La contribution foncière des entreprises, CFE, est un impôt souvent considéré comme lourd et injuste.

Heureusement les artistes auteurs en sont dégrevés… Mais malheureusement pas tous, et différemment selon les centres des impôts et les différentes activités.

Une extension du champ d’application de l’exonération de la CFE promulguée par la loi de finance 2024 vient changer la donne.

Petite explication de la problématique, des cas de rejets rencontrés et du changement favorable survenu en 2024.

Artistes Auteurs et CFE : Une nouvelle donne pour 2024 ?

I. C’est quoi la CFE

La cotisation foncière des entreprises (CFE) est un impôt local dû par toute entreprise et personne exerçant une activité professionnelle non salariée, sauf exonération éventuelle. Elle constitue avec la cotisation sur la valeur ajoutée des entreprises (CVAE), l’une des 2 composantes de la contribution économique territoriale (CET).

La cotisation foncière des entreprises doit être réglée par les sociétés et par les entrepreneurs individuels (dont micro-entrepreneurs), y compris ceux exerçant leur activité à domicile ou chez leurs clients.

Pour être redevable de la CFE, l’activité du contribuable doit remplir les conditions suivantes :

  • L’activité est exercée en France
  • L’activité présente un caractère habituel : elle est exercée de manière répétée.
  • L’activité est exercée à titre professionnel : cela exclut les activités sans but lucratif et les personnes qui se limitent à la gestion de leur patrimoine privé.
  • L’activité est non salariée : les salariés ne sont pas concernés par la CFE

II. Le dégrèvement pour les auteurs

L’article 1460-2 du CGI dispose des exonérations suivantes dans les activités artistiques :

Les personnes et organismes suivants sont exonérés de CFE de plein droit et de manière permanente :

  • Peintres, sculpteurs, graveurs et dessinateurs considérés comme artistes et ne vendant que le produit de leur art. Cela inclut les graphistes à condition que leur activité soit limitée à la création d’œuvres graphiques.
  • Photographes auteurs, pour leur activité relative à la réalisation de prises de vues et à la cession de leurs œuvres d’art ou de droits d’auteur
  • Auteurs, compositeurs, chorégraphes, traducteurs percevant des droits d’auteur, et certaines catégories d’entrepreneurs de spectacles (spectacles vivants)

III. Les cas de rejets

Depuis longtemps, les impôts se basent sur leur vision restrictive de ce qu’est une œuvre d’art et refusent l’assimilation avec toute appartenance au régime de la sécurité sociale des artistes auteurs.

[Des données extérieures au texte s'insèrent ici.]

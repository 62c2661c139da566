//! # Exercise Journey Tests
//!
//! Which exercise accompanies a served item:
//!
//! 1. Mixed sessions serve unrated or weakly known items plain
//! 2. Mixed sessions draw exercises for items last rated good or better
//! 3. Single-mode sessions always ask for their exercise
//! 4. A builder that declines leaves the item plain

use std::sync::Arc;

use cadence_core::{
    DeckId, EngineConfig, Exercise, ExerciseType, Rating, SessionKind, SessionRequest,
};
use cadence_e2e_tests::harness::TEST_SEED;
use cadence_e2e_tests::{RecordingExerciseBuilder, TestDataFactory, TestStoreManager};
use chrono::Utc;

fn request(t: &TestStoreManager, deck: DeckId, kind: SessionKind, size: u32) -> SessionRequest {
    SessionRequest {
        user: t.user,
        kind,
        deck: Some(deck),
        languages: TestStoreManager::languages(),
        size: Some(size),
    }
}

#[tokio::test]
async fn test_unrated_items_are_served_plain() {
    let t = TestStoreManager::new();
    let (deck, _) = t.seed_deck(t.user, 8);
    let session = t
        .engine
        .start_session(request(&t, deck, SessionKind::Mixed, 8))
        .await
        .unwrap();

    for _ in 0..5 {
        t.engine.advance(session.id, Utc::now()).await.unwrap();
    }
    let session = t.engine.session(session.id).await.unwrap();
    assert_eq!(session.current_item_count(), 5);
    assert!(session.items.iter().all(|i| i.exercise == Exercise::Plain));
    assert!(t.exercises.calls().is_empty());
}

#[tokio::test]
async fn test_weakly_known_items_are_served_plain() {
    let t = TestStoreManager::new();
    let (deck, items) = t.seed_deck(t.user, 5);
    for item in &items {
        TestDataFactory::create_rated_record(&t.store, t.user, *item, Rating::Weak, 1.0, 120);
    }
    let session = t
        .engine
        .start_session(request(&t, deck, SessionKind::Mixed, 5))
        .await
        .unwrap();
    for _ in 0..5 {
        t.engine.advance(session.id, Utc::now()).await.unwrap();
    }
    assert!(t.exercises.calls().is_empty());
}

#[tokio::test]
async fn test_known_items_get_drawn_exercises() {
    let t = TestStoreManager::new();
    let (deck, items) = t.seed_deck(t.user, 10);
    for item in &items {
        TestDataFactory::create_rated_record(&t.store, t.user, *item, Rating::Good, 1.0, 60 * 48);
    }

    let mut served = Vec::new();
    for _ in 0..4 {
        let session = t
            .engine
            .start_session(request(&t, deck, SessionKind::Mixed, 5))
            .await
            .unwrap();
        for _ in 0..5 {
            t.serve_and_rate(&session, Rating::Good).await.unwrap();
        }
        served.extend(t.engine.session(session.id).await.unwrap().items);
    }

    let attached: Vec<_> = served
        .iter()
        .filter(|i| i.exercise != Exercise::Plain)
        .collect();
    assert!(!attached.is_empty());

    // one build per attached exercise, never one for plain draws
    let calls = t.exercises.calls();
    assert_eq!(calls.len(), attached.len());
    assert!(calls.iter().all(|(_, kind)| *kind != ExerciseType::Plain));
    for item in attached {
        assert!(item.exercise.exercise_id().is_some());
        assert!(calls.contains(&(item.item, item.exercise.exercise_type())));
    }
}

#[tokio::test]
async fn test_single_mode_always_builds() {
    let t = TestStoreManager::new();
    let (deck, _) = t.seed_deck(t.user, 6);
    let session = t
        .engine
        .start_session(request(&t, deck, SessionKind::Single(ExerciseType::Unscramble), 6))
        .await
        .unwrap();
    for _ in 0..3 {
        t.engine.advance(session.id, Utc::now()).await.unwrap();
    }

    let session = t.engine.session(session.id).await.unwrap();
    assert!(session
        .items
        .iter()
        .all(|i| i.exercise.exercise_type() == ExerciseType::Unscramble));
    assert_eq!(t.exercises.calls().len(), 3);
}

#[tokio::test]
async fn test_declining_builder_falls_back_to_plain() {
    let builder = Arc::new(RecordingExerciseBuilder::declining());
    let t = TestStoreManager::with_builder(
        builder.clone(),
        EngineConfig {
            seed: Some(TEST_SEED),
            ..EngineConfig::default()
        },
    );
    let (deck, _) = t.seed_deck(t.user, 3);
    let session = t
        .engine
        .start_session(request(&t, deck, SessionKind::Single(ExerciseType::WordMatch), 3))
        .await
        .unwrap();

    let session = t.engine.advance(session.id, Utc::now()).await.unwrap();
    assert_eq!(session.items[0].exercise, Exercise::Plain);
    assert_eq!(builder.calls().len(), 1);
    assert_eq!(builder.calls()[0].1, ExerciseType::WordMatch);
}
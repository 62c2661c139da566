//! SM-2 formulas as free functions over plain numbers.

use super::record::Rating;

/// Ease ratio of a record that has never been rated
pub const DEFAULT_EASE_RATIO: f64 = 2.5;

/// Lower bound of the ease ratio
pub const MIN_EASE_RATIO: f64 = 1.3;

/// Interval (days) after a first success rated good
pub const FIRST_INTERVAL: f64 = 1.0;

/// Interval (days) after a first success rated very good
pub const FIRST_INTERVAL_VERY_GOOD: f64 = 6.0;

/// Interval (days) after the second consecutive success
pub const SECOND_INTERVAL: f64 = 6.0;

/// Interval (days) after a failed recall
pub const RESET_INTERVAL: f64 = 1.0;

const RATIO_PRECISION: f64 = 1_000_000.0;

/// Round a ratio to six decimal places
pub fn round_ratio(ratio: f64) -> f64 {
    (ratio * RATIO_PRECISION).round() / RATIO_PRECISION
}

/// Ease ratio after `rating`, applied on success and failure alike
pub fn next_ease_ratio(ease_ratio: f64, rating: Rating) -> f64 {
    let distance = f64::from(Rating::VeryGood.ordinal() - rating.ordinal());
    let adjusted = ease_ratio + 0.1 - distance * (0.08 + distance * 0.02);
    round_ratio(adjusted.max(MIN_EASE_RATIO))
}

/// Interval after `rating`.
///
/// `repetition_count` is the count of consecutive successes before this
/// rating and `ease_ratio` the ratio before this rating's adjustment.
pub fn next_interval(interval: f64, ease_ratio: f64, repetition_count: u32, rating: Rating) -> f64 {
    if !rating.is_success() {
        return RESET_INTERVAL;
    }
    match repetition_count {
        0 if rating == Rating::VeryGood => FIRST_INTERVAL_VERY_GOOD,
        0 => FIRST_INTERVAL,
        1 => SECOND_INTERVAL,
        _ => interval * ease_ratio,
    }
}
//! Repository Contracts
//!
//! The engine reads and writes scheduling state only through these traits.
//! Implementations must serialize writes per (user, item): difficulty
//! records carry a `version` and stale saves fail with
//! [`StoreError::Conflict`], which the engine answers with one fresh read
//! and retry.
//!
//! [`memory::MemoryStore`] is the reference implementation.

pub mod memory;

use std::collections::HashSet;
use std::sync::Arc;

use async_trait::async_trait;
use chrono::{DateTime, Utc};

use crate::criteria::SortCriterion;
use crate::pool::{PoolEntry, PoolPromotion, PoolSnapshot};
use crate::session::SessionState;
use crate::sm2::DifficultyRecord;
use crate::types::{DeckId, Item, ItemId, LanguagePair, SessionId, UserId};

// ============================================================================
// ERROR TYPES
// ============================================================================

/// Store error type
#[non_exhaustive]
#[derive(Debug, Clone, PartialEq, thiserror::Error)]
pub enum StoreError {
    /// Row not found
    #[error("Not found: {0}")]
    NotFound(String),
    /// Optimistic version check failed
    #[error("Version conflict on {entity} {key}")]
    Conflict { entity: &'static str, key: String },
    /// Backend failure
    #[error("Backend error: {0}")]
    Backend(String),
    /// A lock was poisoned by a panicking writer
    #[error("Lock poisoned: {0}")]
    LockPoisoned(String),
}

/// Store result type
pub type StoreResult<T> = std::result::Result<T, StoreError>;

// ============================================================================
// QUERIES AND COMMITS
// ============================================================================

/// Restricts a ranked fetch by pool membership
#[derive(Debug, Clone, Copy, PartialEq, Eq, Default)]
pub enum PoolFilter {
    #[default]
    Any,
    InPool,
    NotInPool,
}

/// Arguments of [`ItemRepository::ranked_fetch`]
#[derive(Debug, Clone)]
pub struct RankQuery {
    pub user: UserId,
    pub limit: usize,
    pub exclude: HashSet<ItemId>,
    pub criteria: Vec<SortCriterion>,
    pub pool_filter: PoolFilter,
    /// Restrict to one deck; all of the user's items when `None`
    pub deck: Option<DeckId>,
    pub languages: LanguagePair,
    pub now: DateTime<Utc>,
    /// Seed for the random criteria and tie-breaks
    pub seed: u64,
}

/// One rating's writes, applied together or not at all
#[derive(Debug, Clone)]
pub struct RatingCommit {
    /// Record to persist; its `version` is the version that was read
    pub record: DifficultyRecord,
    pub promotion: PoolPromotion,
}

// ============================================================================
// REPOSITORIES
// ============================================================================

/// Item lookups and ranked candidate fetches
#[async_trait]
pub trait ItemRepository: Send + Sync {
    /// Items with the given ids; missing ids are left out
    async fn fetch_many(&self, user: UserId, ids: &[ItemId]) -> StoreResult<Vec<Item>>;

    /// Up to `limit` random items of `deck` (or any deck) not in `exclude`
    async fn fetch_random(
        &self,
        user: UserId,
        deck: Option<DeckId>,
        languages: &LanguagePair,
        exclude: &HashSet<ItemId>,
        limit: usize,
        seed: u64,
    ) -> StoreResult<Vec<Item>>;

    /// Up to `query.limit` items ordered by `query.criteria`
    async fn ranked_fetch(&self, query: &RankQuery) -> StoreResult<Vec<Item>>;
}

/// SM-2 records
#[async_trait]
pub trait DifficultyRepository: Send + Sync {
    /// Stored records for `items`; unrated items have none
    async fn find_many(&self, user: UserId, items: &[ItemId]) -> StoreResult<Vec<DifficultyRecord>>;

    /// Upsert with a version check per record
    async fn save_many(&self, records: &[DifficultyRecord]) -> StoreResult<()>;

    /// Zero `session_repetitions` on every record of `user`
    async fn reset_session_repetitions(&self, user: UserId) -> StoreResult<()>;
}

/// Leitner pool entries
#[async_trait]
pub trait PoolRepository: Send + Sync {
    /// Load at most `limit` entries along with the real stored count
    async fn load(&self, user: UserId, limit: usize) -> StoreResult<PoolSnapshot>;

    /// Remove the `count` least recently touched entries
    async fn purge_oldest(&self, user: UserId, count: usize) -> StoreResult<()>;

    /// Insert `adds` and delete `removes` as one write
    async fn save(&self, user: UserId, adds: &[PoolEntry], removes: &[ItemId]) -> StoreResult<()>;

    /// Apply `promotion` (level delta, easy streak, touch time) to each
    /// listed entry; items outside the pool are skipped
    async fn bulk_level_increment(
        &self,
        user: UserId,
        items: &[ItemId],
        promotion: &PoolPromotion,
    ) -> StoreResult<()>;

    /// Reset every level of `user` to 0 if any exceeds `ceiling`.
    /// Returns whether a reset happened.
    async fn reset_if_exceeds(&self, user: UserId, ceiling: u32) -> StoreResult<bool>;

    async fn delete_all(&self, user: UserId) -> StoreResult<()>;
}

/// Learning sessions
#[async_trait]
pub trait SessionRepository: Send + Sync {
    async fn create(&self, session: &SessionState) -> StoreResult<()>;

    async fn find(&self, id: SessionId) -> StoreResult<Option<SessionState>>;

    /// Persist with a version check; the stored version is bumped
    async fn save(&self, session: &SessionState) -> StoreResult<()>;

    /// Mark every open session of `user` finished
    async fn mark_all_finished(&self, user: UserId) -> StoreResult<()>;
}

/// Transaction boundary for a rating
#[async_trait]
pub trait RatingStore: Send + Sync {
    /// Persist the difficulty record and apply the pool promotion atomically.
    ///
    /// Fails with [`StoreError::Conflict`] when the stored record's version
    /// differs from `commit.record.version`; nothing is written then.
    async fn commit_rating(&self, commit: &RatingCommit) -> StoreResult<()>;
}

/// Shared handles to every repository the engine needs
#[derive(Clone)]
pub struct Repositories {
    pub items: Arc<dyn ItemRepository>,
    pub difficulty: Arc<dyn DifficultyRepository>,
    pub pool: Arc<dyn PoolRepository>,
    pub sessions: Arc<dyn SessionRepository>,
    pub ratings: Arc<dyn RatingStore>,
}

impl Repositories {
    /// Use one backend for every repository
    pub fn from_store<S>(store: Arc<S>) -> Self
    where
        S: ItemRepository
            + DifficultyRepository
            + PoolRepository
            + SessionRepository
            + RatingStore
            + 'static,
    {
        Self {
            items: store.clone(),
            difficulty: store.clone(),
            pool: store.clone(),
            sessions: store.clone(),
            ratings: store,
        }
    }
}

Rappelons qu’on retrouve la définition de ce qu’est une œuvre d’art ni dans le code de la propriété intellectuelle ni dans le régime de la sécurité sociale des artistes auteurs, mais uniquement dans le code général des impôts.

A. Définition retenue par l’administration fiscale

L’article 98 A de l’annexe III au CGI définit les réalisations constituant des œuvres d’art.

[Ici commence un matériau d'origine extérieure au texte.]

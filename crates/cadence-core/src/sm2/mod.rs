//! SM-2 Difficulty Model
//!
//! A SuperMemo-2 variant over a four-step rating scale
//! (unknown / weak / good / very good).
//!
//! ## Core Formulas:
//! - Ease: EF' = EF + 0.1 - (3 - r) * (0.08 + (3 - r) * 0.02), floored at 1.3
//! - Interval on success: 1 (good) or 6 (very good), then 6, then I * EF
//! - Interval on failure: 1, with the repetition count reset to 0

mod algorithm;
mod record;

pub use algorithm::{
    next_ease_ratio, next_interval, round_ratio, DEFAULT_EASE_RATIO, FIRST_INTERVAL,
    FIRST_INTERVAL_VERY_GOOD, MIN_EASE_RATIO, RESET_INTERVAL, SECOND_INTERVAL,
};
pub use record::{DifficultyModel, DifficultyRecord, Rating};
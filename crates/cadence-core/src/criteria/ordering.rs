//! Named compositions of criteria and the shared ranking routine.

use std::cmp::Ordering;

use chrono::{DateTime, Utc};
use rand::Rng;

use super::criterion::{Candidate, SortCriterion};

/// Ordering used for deck and global selection
pub const DEFAULT_ORDERING: [SortCriterion; 7] = [
    SortCriterion::StaleFor15Seconds,
    SortCriterion::RandomizeRecent,
    SortCriterion::ScheduledForTodayFirst,
    SortCriterion::NotRatedFirst,
    SortCriterion::StaleFor5Minutes,
    SortCriterion::HardFirst,
    SortCriterion::OldestUpdateFirst,
];

/// Ranking used to replenish the review pool
pub const POLL_FILL_ORDERING: [SortCriterion; 4] = [
    SortCriterion::ScheduledForTodayFirst,
    SortCriterion::StaleFor5Minutes,
    SortCriterion::HardFirst,
    SortCriterion::OldestUpdateFirst,
];

/// Serving order inside the review pool
pub const POOL_ORDERING: [SortCriterion; 2] = [
    SortCriterion::LowestLevelFirst,
    SortCriterion::LeastRecentlyTouchedFirst,
];

/// Default ordering with not-hard-first placed ahead of hard-first
pub fn exploration_ordering() -> Vec<SortCriterion> {
    let mut criteria = Vec::with_capacity(DEFAULT_ORDERING.len() + 1);
    for criterion in DEFAULT_ORDERING {
        if criterion == SortCriterion::HardFirst {
            criteria.push(SortCriterion::NotHardFirst);
        }
        criteria.push(criterion);
    }
    criteria
}

/// Ordering for the `selection_index`-th selection (0-based).
///
/// Every `every`-th selection explores with [`exploration_ordering`] so
/// sessions do not keep drilling only the hardest items.
pub fn ordering_for_selection(selection_index: u32, every: usize) -> Vec<SortCriterion> {
    let every = every.max(1);
    if (selection_index as usize) % every == every - 1 {
        exploration_ordering()
    } else {
        DEFAULT_ORDERING.to_vec()
    }
}

/// Order `candidates` by `criteria`.
///
/// Keys are computed once per candidate, consuming `rng` for the random
/// criteria and a final jitter that resolves exact ties. With a seeded
/// generator the result is a pure function of the inputs.
pub fn rank<R: Rng>(
    candidates: Vec<Candidate>,
    criteria: &[SortCriterion],
    now: DateTime<Utc>,
    rng: &mut R,
) -> Vec<Candidate> {
    let mut keyed: Vec<(Vec<f64>, u64, Candidate)> = candidates
        .into_iter()
        .map(|candidate| {
            let keys = criteria
                .iter()
                .map(|criterion| criterion.sort_key(&candidate, now, rng))
                .collect();
            let jitter = rng.r#gen::<u64>();
            (keys, jitter, candidate)
        })
        .collect();

    keyed.sort_by(|a, b| compare_keys(&a.0, &b.0).then(a.1.cmp(&b.1)));
    keyed.into_iter().map(|(_, _, candidate)| candidate).collect()
}

fn compare_keys(a: &[f64], b: &[f64]) -> Ordering {
    a.iter()
        .zip(b)
        .map(|(x, y)| x.total_cmp(y))
        .find(|ordering| *ordering != Ordering::Equal)
        .unwrap_or(Ordering::Equal)
}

=> Tableaux, collages et tableautins similaires, peintures et dessins, entièrement exécutés à la main par l’artiste.

Sont considérés comme œuvres d’art, les tableaux, collages et tableautins similaires, peintures et dessins, entièrement exécutés à la main par l’artiste, à l’exclusion des dessins d’architectes, d’ingénieurs et autres dessins industriels, commerciaux, topographiques ou similaires, des articles manufacturés décorés à la main, des toiles peintes pour décors de théâtre, fonds d’ateliers ou usages analogues.

Cette énumération recouvre les peintures à l’huile, à l’aquarelle, à la gouache, au pastel, les dessins, les collages et tableautins similaires, ainsi que les monotypes, quelle que soit la matière utilisée comme support. Mais il faut que ces productions aient été créées de la main de l’artiste, ce qui exclut l’emploi de tout procédé, quel qu’il soit, permettant de suppléer, en tout ou en partie, à cette intervention humaine. Les copies des œuvres susvisées bénéficient également du régime des œuvres d’art, sous réserve qu’elles soient faites entièrement à la main.

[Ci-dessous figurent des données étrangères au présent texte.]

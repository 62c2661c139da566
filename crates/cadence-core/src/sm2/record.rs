//! Ratings and the per-user, per-item difficulty record.

use chrono::{DateTime, Utc};
use serde::{Deserialize, Serialize};

use super::algorithm::{next_ease_ratio, next_interval, DEFAULT_EASE_RATIO};
use crate::types::{ItemId, UserId};

// ============================================================================
// RATING
// ============================================================================

/// User-supplied correctness signal
#[derive(Debug, Clone, Copy, PartialEq, Eq, Hash, PartialOrd, Ord, Serialize, Deserialize)]
#[serde(rename_all = "snake_case")]
pub enum Rating {
    /// Not recalled at all
    Unknown,
    /// Recalled with serious trouble
    Weak,
    /// Recalled
    Good,
    /// Recalled effortlessly
    VeryGood,
}

impl Rating {
    /// All ratings, weakest first
    pub const ALL: [Rating; 4] = [Rating::Unknown, Rating::Weak, Rating::Good, Rating::VeryGood];

    /// Position on the scale, 0..=3
    pub fn ordinal(self) -> u8 {
        match self {
            Rating::Unknown => 0,
            Rating::Weak => 1,
            Rating::Good => 2,
            Rating::VeryGood => 3,
        }
    }

    pub fn from_ordinal(value: u8) -> Option<Self> {
        match value {
            0 => Some(Rating::Unknown),
            1 => Some(Rating::Weak),
            2 => Some(Rating::Good),
            3 => Some(Rating::VeryGood),
            _ => None,
        }
    }

    /// Good or better
    pub fn is_success(self) -> bool {
        self >= Rating::Good
    }
}

impl std::fmt::Display for Rating {
    fn fmt(&self, f: &mut std::fmt::Formatter<'_>) -> std::fmt::Result {
        match self {
            Rating::Unknown => write!(f, "unknown"),
            Rating::Weak => write!(f, "weak"),
            Rating::Good => write!(f, "good"),
            Rating::VeryGood => write!(f, "very_good"),
        }
    }
}

impl std::str::FromStr for Rating {
    type Err = String;

    fn from_str(s: &str) -> Result<Self, Self::Err> {
        match s.to_lowercase().as_str() {
            "unknown" => Ok(Rating::Unknown),
            "weak" => Ok(Rating::Weak),
            "good" => Ok(Rating::Good),
            "very_good" | "very-good" => Ok(Rating::VeryGood),
            _ => Err(format!("Unknown rating: {}", s)),
        }
    }
}

// ============================================================================
// DIFFICULTY RECORD
// ============================================================================

/// SM-2 state of one item for one user.
///
/// Created lazily on the first rating and only changed through
/// [`DifficultyModel::apply`]. `ease_ratio` never drops below 1.3.
#[derive(Debug, Clone, PartialEq, Serialize, Deserialize)]
pub struct DifficultyRecord {
    pub user: UserId,
    pub item: ItemId,
    /// Multiplier applied to the interval on sustained success
    pub ease_ratio: f64,
    /// Review interval in days
    pub interval: f64,
    /// Consecutive successes
    pub repetition_count: u32,
    /// Weakest rating ever given
    pub min_rating: Option<Rating>,
    /// Ratings received since the user's current session started
    pub session_repetitions: u32,
    pub last_rating: Option<Rating>,
    /// Time of the last rating
    pub updated_at: Option<DateTime<Utc>>,
    /// Optimistic concurrency version; 0 until first persisted
    pub version: u64,
}

impl DifficultyRecord {
    /// A record that has never been rated
    pub fn new(user: UserId, item: ItemId) -> Self {
        Self {
            user,
            item,
            ease_ratio: DEFAULT_EASE_RATIO,
            interval: 0.0,
            repetition_count: 0,
            min_rating: None,
            session_repetitions: 0,
            last_rating: None,
            updated_at: None,
            version: 0,
        }
    }

    pub fn is_rated(&self) -> bool {
        self.last_rating.is_some()
    }

    /// Days since the last rating, `None` when never rated
    pub fn days_since_update(&self, now: DateTime<Utc>) -> Option<f64> {
        self.updated_at
            .map(|at| (now - at).num_milliseconds() as f64 / 86_400_000.0)
    }

    /// The interval has elapsed since the last rating (unrated records are due)
    pub fn is_due(&self, now: DateTime<Utc>) -> bool {
        match self.days_since_update(now) {
            Some(elapsed) => elapsed >= self.interval,
            None => true,
        }
    }
}

// ============================================================================
// DIFFICULTY MODEL
// ============================================================================

/// The SM-2 transition function
#[derive(Debug, Clone, Copy, Default)]
pub struct DifficultyModel;

impl DifficultyModel {
    /// Next state of `record` after `rating`.
    ///
    /// Pure: timestamps and versions are left to the caller.
    pub fn apply(record: &DifficultyRecord, rating: Rating) -> DifficultyRecord {
        let interval = next_interval(
            record.interval,
            record.ease_ratio,
            record.repetition_count,
            rating,
        );
        let repetition_count = if rating.is_success() {
            record.repetition_count + 1
        } else {
            0
        };
        let min_rating = match record.min_rating {
            Some(current) => current.min(rating),
            None => rating,
        };

        DifficultyRecord {
            ease_ratio: next_ease_ratio(record.ease_ratio, rating),
            interval,
            repetition_count,
            min_rating: Some(min_rating),
            session_repetitions: record.session_repetitions + 1,
            last_rating: Some(rating),
            ..record.clone()
        }
    }

    /// Zero the per-session repetition counter
    pub fn reset_session(record: &DifficultyRecord) -> DifficultyRecord {
        DifficultyRecord {
            session_repetitions: 0,
            ..record.clone()
        }
    }
}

Par monotype, il faut entendre l’empreinte unique obtenue par pression sur une feuille de papier d’une œuvre peinte en noir ou en couleurs, généralement sur cuivre ou sur verre et exécutée dans les conditions ci-dessus.

En revanche, ne sont pas considérés comme œuvres d’art :

  • les productions obtenues par des procédés mécaniques ou à l’aide de caches ou de pochoirs ;
  • les dessins et croquis originaux de modes, bijouterie, carrosseries automobiles, meubles, etc., et, d’une manière générale, tous les dessins et croquis exécutés à des fins industrielles ;
  • les articles manufacturés ornés à la main (souvenirs de voyages, boîtes et coffrets, articles en céramique, etc.).

=> Gravures, estampes et lithographies originales

Sont classées dans les œuvres d’art, les gravures, estampes et lithographies originales, tirées en nombre limité directement en noir ou en couleurs, d’une ou plusieurs planches entièrement exécutées à la main par l’artiste, quelle que soit la technique ou la matière employée, à l’exception de tout procédé mécanique ou photomécanique. Les gravures, estampes et lithographies originales sont des épreuves tirées, en noir ou en couleurs, d’une ou plusieurs planches entièrement conçues et exécutées à la main par le même artiste.

Les gravures sont généralement exécutées en taille-douce, au burin, à la pointe sèche, à l’eau-forte, au pointillé.

Seules les épreuves répondant à ces conditions ont droit à l’appellation « œuvres originales ».

En ce qui concerne le tirage limité, il est à noter que, d’une manière générale, les artistes éditeurs limitent le tirage des gravures, lithographies et estampes ; celui-ci n’excède pas quelques centaines et le numérotage n’est pas constamment pratiqué. Dès lors, il n’a pas paru opportun de fixer une limite précise. Ainsi, c’est seulement dans le cas de tirages excessifs, par rapport aux usages normaux de la profession, que le régime des œuvres d’art serait refusé à ces productions.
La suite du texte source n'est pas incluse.